### What is expected
When the line containing "axum::serve(listener, app)" appears in the entries below, begin printing there and stop after the line containing "pub trait CalendarSource: Send"; print each of those lines exactly and no other line.

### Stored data
────────
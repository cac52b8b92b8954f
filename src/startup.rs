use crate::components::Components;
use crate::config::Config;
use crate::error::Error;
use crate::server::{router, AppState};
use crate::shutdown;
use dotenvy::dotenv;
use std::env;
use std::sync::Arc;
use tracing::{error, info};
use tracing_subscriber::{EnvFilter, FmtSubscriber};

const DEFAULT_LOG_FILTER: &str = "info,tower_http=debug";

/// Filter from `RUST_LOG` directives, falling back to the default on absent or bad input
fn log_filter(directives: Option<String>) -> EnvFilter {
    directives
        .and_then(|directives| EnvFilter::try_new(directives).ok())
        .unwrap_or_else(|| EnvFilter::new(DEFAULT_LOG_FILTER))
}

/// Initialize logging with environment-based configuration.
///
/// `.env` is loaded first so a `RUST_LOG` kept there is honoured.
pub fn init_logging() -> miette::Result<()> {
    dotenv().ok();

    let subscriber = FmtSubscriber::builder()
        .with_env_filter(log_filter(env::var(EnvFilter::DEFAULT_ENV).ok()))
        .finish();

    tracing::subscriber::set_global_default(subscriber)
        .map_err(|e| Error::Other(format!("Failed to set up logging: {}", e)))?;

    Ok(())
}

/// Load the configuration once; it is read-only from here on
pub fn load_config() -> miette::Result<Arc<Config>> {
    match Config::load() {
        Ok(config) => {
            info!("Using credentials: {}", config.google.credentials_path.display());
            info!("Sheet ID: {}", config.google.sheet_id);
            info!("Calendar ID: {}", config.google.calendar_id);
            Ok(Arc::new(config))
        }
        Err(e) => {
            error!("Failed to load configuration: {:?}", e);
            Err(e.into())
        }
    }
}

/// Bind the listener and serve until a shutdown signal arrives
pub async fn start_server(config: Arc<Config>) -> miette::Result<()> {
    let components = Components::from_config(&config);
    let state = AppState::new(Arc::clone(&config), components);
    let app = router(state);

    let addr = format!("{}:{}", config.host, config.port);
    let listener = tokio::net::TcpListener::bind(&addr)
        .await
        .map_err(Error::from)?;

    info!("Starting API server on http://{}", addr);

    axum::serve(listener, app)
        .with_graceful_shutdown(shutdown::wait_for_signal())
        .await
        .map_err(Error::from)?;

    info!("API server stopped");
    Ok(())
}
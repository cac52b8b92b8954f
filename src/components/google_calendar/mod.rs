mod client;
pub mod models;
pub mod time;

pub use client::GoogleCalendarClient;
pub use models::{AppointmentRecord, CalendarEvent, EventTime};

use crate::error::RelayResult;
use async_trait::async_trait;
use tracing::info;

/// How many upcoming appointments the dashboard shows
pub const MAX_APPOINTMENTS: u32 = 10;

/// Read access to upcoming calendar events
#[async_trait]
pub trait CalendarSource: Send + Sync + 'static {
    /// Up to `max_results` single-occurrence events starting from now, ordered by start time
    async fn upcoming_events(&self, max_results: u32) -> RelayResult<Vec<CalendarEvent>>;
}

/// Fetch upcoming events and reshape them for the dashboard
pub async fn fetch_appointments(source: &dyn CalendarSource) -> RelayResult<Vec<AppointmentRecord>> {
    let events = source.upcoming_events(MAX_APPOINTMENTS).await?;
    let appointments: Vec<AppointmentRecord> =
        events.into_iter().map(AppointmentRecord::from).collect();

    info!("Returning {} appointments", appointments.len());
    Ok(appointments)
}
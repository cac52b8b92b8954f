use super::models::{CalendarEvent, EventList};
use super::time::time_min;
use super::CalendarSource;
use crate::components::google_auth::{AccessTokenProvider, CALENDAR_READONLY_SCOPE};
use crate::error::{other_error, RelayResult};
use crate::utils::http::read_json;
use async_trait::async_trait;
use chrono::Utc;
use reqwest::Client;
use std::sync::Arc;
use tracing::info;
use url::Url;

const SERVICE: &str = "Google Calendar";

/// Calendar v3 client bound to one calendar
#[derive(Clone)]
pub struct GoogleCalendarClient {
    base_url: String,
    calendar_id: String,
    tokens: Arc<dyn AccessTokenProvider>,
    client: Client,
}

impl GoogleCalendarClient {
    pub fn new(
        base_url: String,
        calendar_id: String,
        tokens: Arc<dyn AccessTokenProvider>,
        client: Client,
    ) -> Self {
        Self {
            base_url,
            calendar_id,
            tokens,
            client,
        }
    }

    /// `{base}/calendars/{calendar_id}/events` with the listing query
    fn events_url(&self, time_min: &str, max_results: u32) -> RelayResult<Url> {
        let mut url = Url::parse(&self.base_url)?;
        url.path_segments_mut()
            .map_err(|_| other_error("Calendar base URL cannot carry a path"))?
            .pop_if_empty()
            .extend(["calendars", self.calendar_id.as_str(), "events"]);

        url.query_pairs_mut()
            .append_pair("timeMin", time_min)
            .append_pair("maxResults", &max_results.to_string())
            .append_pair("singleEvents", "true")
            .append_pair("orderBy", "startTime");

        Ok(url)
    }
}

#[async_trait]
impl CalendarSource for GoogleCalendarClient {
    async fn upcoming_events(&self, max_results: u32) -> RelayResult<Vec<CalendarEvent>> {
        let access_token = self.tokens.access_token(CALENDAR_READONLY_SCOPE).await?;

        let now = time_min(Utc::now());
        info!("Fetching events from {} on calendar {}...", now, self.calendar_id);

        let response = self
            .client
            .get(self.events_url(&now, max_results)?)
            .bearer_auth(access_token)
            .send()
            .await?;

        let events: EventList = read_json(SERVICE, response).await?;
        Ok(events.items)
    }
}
────────
### Task output
    axum::serve(listener, app)
        .with_graceful_shutdown(shutdown::wait_for_signal())
        .await
        .map_err(Error::from)?;

    info!("API server stopped");
    Ok(())
}
repository cac52b8b92b8954f
filename src/components/google_calendar/mod.rs
mod client;
pub mod models;
pub mod time;

pub use client::GoogleCalendarClient;
pub use models::{AppointmentRecord, CalendarEvent, EventTime};

use crate::error::RelayResult;
use async_trait::async_trait;
use tracing::info;

/// How many upcoming appointments the dashboard shows
pub const MAX_APPOINTMENTS: u32 = 10;

/// Read access to upcoming calendar events
#[async_trait]
pub trait CalendarSource: Send + Sync + 'static {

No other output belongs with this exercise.